- TASK PROMPT:
Show all lines from the data that include the word "LogFormat".

- SUPPLIED MATERIAL:
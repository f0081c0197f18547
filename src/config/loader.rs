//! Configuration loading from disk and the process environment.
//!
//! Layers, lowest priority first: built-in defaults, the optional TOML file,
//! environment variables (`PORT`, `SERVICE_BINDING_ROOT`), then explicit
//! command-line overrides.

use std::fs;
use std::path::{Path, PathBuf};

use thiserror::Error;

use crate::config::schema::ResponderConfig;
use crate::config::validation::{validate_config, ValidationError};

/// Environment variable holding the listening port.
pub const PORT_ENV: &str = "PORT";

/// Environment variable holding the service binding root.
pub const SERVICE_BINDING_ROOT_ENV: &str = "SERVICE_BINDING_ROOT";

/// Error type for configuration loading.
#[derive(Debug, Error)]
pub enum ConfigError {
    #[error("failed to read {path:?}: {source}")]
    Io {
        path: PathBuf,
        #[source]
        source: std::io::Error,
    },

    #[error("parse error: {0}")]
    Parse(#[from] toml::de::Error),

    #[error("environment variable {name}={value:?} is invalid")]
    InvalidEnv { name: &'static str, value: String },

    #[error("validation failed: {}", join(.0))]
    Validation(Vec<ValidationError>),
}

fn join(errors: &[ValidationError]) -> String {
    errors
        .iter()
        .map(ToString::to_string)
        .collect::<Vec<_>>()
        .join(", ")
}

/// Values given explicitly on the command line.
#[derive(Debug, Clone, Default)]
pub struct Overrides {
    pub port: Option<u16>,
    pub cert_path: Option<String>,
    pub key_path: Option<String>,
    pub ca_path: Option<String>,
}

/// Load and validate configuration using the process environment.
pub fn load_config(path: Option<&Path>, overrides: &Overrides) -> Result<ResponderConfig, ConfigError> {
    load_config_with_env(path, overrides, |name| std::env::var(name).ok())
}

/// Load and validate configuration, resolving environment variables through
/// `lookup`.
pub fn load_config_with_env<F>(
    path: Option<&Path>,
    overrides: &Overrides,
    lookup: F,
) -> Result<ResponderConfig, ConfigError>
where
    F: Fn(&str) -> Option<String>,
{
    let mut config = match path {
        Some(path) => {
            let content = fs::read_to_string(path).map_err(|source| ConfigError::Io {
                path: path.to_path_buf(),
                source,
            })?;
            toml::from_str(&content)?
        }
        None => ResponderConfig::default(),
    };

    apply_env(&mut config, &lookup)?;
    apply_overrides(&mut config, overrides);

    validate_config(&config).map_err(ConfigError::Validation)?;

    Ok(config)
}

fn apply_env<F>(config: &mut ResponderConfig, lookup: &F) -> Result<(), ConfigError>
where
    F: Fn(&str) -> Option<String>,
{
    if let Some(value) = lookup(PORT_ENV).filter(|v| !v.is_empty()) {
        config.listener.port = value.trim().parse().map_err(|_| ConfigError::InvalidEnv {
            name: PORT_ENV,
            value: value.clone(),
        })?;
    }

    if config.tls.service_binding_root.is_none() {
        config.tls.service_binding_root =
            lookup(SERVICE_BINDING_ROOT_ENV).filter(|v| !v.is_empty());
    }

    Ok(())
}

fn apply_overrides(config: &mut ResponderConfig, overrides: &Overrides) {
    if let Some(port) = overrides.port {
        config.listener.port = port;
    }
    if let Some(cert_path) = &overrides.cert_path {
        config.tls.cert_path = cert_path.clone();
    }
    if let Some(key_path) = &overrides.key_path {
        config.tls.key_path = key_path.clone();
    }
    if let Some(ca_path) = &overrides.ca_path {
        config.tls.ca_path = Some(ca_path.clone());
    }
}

--

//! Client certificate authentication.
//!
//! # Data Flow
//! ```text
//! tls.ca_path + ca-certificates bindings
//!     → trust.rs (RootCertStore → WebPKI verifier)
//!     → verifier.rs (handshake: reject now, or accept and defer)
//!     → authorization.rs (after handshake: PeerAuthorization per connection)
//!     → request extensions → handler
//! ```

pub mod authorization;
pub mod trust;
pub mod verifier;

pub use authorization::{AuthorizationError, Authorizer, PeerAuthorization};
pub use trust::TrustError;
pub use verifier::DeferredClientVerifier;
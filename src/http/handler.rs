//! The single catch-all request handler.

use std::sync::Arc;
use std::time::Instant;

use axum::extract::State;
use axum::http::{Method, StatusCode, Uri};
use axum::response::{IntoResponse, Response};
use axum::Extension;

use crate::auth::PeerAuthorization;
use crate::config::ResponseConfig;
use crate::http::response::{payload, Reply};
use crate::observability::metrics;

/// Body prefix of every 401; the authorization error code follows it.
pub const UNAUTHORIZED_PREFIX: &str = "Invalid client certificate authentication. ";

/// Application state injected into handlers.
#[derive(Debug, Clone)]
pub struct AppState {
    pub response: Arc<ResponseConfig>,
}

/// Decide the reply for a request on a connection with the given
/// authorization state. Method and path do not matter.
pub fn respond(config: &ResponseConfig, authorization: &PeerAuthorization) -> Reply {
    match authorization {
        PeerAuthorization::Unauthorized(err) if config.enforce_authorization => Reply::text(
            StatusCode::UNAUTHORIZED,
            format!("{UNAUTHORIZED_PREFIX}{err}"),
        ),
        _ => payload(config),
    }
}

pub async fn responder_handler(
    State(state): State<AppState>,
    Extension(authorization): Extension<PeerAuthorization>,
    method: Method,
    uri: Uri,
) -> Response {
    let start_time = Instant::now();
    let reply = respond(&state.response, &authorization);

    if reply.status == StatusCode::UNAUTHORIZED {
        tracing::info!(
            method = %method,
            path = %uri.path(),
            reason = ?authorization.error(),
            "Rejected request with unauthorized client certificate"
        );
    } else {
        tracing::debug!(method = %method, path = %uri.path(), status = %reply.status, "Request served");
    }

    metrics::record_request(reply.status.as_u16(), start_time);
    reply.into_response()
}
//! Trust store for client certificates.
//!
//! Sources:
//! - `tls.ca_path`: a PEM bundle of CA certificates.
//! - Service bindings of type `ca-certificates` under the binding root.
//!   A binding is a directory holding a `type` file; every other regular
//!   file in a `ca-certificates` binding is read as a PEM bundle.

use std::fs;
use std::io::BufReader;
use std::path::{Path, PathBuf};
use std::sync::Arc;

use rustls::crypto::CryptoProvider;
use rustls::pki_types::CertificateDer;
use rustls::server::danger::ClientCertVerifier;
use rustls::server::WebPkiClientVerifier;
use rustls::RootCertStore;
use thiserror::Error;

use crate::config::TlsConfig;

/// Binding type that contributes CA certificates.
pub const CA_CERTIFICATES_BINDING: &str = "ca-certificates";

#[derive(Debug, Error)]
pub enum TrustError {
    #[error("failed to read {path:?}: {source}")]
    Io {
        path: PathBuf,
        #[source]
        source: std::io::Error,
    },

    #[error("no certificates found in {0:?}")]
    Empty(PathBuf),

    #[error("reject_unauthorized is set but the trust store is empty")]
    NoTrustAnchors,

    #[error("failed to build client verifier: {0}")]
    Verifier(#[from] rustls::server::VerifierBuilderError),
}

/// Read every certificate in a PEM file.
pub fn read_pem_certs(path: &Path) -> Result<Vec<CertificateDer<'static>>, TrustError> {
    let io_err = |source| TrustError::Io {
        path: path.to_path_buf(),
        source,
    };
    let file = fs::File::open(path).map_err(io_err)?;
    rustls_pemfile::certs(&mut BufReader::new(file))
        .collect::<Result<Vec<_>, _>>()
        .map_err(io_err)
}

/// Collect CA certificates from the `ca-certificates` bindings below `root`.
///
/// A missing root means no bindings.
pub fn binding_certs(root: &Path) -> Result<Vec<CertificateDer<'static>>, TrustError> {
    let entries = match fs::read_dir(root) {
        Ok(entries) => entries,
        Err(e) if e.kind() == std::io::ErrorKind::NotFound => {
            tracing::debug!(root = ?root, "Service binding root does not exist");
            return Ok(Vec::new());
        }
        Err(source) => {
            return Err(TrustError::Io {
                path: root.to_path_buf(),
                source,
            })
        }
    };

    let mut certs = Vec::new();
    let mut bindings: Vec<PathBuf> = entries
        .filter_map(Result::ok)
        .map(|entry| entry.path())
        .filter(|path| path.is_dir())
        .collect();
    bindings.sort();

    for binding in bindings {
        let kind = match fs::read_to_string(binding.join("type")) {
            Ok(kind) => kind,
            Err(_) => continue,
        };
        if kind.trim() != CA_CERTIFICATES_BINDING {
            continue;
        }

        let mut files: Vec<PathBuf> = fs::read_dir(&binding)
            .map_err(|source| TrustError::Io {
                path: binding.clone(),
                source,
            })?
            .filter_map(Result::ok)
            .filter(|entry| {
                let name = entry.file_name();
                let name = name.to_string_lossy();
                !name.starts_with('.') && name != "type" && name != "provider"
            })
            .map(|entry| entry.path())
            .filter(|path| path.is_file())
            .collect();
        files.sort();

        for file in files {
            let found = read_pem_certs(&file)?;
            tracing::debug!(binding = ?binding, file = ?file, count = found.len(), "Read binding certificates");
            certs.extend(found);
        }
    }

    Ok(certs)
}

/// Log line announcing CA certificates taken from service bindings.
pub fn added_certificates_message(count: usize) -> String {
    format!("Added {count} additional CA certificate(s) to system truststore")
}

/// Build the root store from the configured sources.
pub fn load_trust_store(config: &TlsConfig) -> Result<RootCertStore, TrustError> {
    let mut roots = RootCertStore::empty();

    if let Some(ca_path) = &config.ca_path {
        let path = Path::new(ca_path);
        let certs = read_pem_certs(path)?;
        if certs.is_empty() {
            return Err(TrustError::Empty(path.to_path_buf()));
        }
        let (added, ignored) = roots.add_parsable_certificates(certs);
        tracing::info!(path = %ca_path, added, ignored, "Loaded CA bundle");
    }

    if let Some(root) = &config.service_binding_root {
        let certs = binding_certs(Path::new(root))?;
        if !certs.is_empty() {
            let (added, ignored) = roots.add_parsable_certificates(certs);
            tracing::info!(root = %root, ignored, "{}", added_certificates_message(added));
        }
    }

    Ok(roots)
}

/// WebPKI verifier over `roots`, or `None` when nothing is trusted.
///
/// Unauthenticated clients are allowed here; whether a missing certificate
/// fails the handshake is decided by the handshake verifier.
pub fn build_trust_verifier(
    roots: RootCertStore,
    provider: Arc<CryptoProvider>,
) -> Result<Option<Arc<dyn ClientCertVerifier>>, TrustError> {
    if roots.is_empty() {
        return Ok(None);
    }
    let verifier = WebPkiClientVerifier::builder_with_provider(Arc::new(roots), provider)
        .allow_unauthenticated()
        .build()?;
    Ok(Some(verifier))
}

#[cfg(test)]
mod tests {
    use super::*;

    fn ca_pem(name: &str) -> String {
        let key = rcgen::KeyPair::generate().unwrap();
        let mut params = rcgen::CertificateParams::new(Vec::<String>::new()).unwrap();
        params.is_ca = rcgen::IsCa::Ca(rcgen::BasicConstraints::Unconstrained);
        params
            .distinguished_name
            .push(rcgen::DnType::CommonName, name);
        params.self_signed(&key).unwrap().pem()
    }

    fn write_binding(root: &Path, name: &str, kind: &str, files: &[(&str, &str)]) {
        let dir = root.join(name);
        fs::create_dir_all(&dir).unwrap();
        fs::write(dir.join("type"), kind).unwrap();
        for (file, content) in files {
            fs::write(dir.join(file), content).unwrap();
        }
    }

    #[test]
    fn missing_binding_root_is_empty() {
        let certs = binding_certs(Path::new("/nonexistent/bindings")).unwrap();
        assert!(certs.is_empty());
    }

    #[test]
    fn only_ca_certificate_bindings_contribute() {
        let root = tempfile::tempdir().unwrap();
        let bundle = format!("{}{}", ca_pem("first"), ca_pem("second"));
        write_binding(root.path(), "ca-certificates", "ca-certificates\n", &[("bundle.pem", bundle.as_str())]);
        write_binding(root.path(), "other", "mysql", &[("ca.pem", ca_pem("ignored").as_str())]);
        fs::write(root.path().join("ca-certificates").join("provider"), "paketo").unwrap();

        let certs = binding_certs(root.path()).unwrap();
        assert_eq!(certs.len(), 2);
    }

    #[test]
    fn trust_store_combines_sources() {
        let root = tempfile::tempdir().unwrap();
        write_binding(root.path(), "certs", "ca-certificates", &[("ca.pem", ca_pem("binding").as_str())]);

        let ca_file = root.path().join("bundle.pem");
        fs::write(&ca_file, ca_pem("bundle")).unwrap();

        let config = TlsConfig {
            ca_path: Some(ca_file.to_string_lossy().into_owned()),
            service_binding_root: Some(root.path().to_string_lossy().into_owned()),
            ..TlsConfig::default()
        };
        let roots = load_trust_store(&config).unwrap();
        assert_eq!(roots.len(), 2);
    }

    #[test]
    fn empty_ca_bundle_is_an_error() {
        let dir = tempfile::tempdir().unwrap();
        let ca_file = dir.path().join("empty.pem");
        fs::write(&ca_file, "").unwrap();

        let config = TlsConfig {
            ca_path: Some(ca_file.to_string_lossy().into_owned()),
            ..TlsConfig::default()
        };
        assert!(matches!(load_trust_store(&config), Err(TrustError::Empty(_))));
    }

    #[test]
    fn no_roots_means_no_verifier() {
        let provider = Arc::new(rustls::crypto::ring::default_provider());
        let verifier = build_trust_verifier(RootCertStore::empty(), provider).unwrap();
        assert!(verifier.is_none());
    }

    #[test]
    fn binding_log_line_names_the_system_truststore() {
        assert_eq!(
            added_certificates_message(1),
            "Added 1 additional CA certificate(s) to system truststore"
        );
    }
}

==

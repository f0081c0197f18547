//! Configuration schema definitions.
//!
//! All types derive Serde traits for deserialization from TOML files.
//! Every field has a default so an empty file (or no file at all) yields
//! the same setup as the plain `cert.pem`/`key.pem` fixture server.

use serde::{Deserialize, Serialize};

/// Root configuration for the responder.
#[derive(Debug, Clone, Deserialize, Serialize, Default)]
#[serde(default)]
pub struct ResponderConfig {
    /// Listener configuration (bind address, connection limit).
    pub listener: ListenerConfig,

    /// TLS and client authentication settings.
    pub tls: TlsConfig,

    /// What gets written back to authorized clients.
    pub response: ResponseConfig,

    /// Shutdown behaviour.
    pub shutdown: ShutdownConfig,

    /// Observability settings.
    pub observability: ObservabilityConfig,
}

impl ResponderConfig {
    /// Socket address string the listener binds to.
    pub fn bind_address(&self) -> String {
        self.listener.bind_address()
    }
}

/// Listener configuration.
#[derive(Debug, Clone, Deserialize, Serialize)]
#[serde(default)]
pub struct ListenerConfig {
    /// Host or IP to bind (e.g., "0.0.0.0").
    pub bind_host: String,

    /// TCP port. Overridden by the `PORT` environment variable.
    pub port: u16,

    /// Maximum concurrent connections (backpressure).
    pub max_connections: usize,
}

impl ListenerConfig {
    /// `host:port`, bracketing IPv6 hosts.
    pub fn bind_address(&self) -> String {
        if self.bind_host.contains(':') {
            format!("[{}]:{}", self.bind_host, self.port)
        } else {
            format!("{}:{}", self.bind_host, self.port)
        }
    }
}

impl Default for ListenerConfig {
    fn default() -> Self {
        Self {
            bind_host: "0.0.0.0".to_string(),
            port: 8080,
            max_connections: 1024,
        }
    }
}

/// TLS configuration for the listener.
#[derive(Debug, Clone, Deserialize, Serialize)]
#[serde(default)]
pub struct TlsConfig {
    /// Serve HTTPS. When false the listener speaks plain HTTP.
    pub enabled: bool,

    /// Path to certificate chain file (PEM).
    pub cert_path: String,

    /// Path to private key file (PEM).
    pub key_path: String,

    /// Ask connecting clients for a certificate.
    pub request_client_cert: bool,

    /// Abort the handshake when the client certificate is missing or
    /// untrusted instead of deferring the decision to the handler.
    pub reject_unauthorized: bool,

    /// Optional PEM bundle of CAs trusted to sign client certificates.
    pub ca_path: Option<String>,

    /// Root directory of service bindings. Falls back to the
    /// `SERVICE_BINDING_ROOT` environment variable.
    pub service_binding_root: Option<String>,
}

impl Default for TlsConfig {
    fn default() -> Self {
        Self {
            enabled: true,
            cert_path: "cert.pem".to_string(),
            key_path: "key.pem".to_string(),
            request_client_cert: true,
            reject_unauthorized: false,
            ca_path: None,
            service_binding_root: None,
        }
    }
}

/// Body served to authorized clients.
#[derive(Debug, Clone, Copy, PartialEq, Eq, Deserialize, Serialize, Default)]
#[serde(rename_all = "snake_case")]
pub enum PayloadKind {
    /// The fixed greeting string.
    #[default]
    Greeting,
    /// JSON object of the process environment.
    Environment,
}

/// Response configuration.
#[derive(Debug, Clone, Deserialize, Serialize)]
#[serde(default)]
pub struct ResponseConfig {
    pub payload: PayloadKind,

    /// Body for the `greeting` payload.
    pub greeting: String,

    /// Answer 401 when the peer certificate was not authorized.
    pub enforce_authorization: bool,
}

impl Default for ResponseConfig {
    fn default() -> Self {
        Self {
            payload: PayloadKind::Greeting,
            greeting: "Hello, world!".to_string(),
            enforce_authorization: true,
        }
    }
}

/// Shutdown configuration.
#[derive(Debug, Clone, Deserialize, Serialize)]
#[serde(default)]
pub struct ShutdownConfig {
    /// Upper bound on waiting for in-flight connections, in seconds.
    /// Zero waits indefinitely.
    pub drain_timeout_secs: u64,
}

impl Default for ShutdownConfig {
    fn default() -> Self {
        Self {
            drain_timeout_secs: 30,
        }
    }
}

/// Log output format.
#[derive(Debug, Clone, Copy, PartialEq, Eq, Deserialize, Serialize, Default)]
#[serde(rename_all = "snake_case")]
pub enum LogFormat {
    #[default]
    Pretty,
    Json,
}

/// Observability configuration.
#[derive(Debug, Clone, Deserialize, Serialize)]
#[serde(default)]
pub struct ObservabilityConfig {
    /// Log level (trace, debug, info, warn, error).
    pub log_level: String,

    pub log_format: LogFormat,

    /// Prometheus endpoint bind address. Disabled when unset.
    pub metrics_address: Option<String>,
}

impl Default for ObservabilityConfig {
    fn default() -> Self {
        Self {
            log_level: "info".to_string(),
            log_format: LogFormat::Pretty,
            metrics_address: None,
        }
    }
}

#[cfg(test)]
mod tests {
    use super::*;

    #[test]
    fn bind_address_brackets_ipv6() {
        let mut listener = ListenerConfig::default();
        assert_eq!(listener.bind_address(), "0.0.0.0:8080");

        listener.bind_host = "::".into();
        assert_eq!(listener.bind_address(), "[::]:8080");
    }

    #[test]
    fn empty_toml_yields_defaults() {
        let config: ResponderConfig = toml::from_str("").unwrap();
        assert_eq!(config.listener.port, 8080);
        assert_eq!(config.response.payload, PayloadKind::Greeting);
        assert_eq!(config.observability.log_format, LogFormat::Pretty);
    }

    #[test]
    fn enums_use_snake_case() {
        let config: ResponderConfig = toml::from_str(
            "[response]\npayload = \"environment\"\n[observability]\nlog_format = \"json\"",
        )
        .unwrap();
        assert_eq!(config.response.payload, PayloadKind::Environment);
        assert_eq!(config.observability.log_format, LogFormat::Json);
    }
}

- COMPLETED EXERCISE:
pub enum LogFormat {
    pub log_format: LogFormat,
            log_format: LogFormat::Pretty,
        assert_eq!(config.observability.log_format, LogFormat::Pretty);
        assert_eq!(config.observability.log_format, LogFormat::Json);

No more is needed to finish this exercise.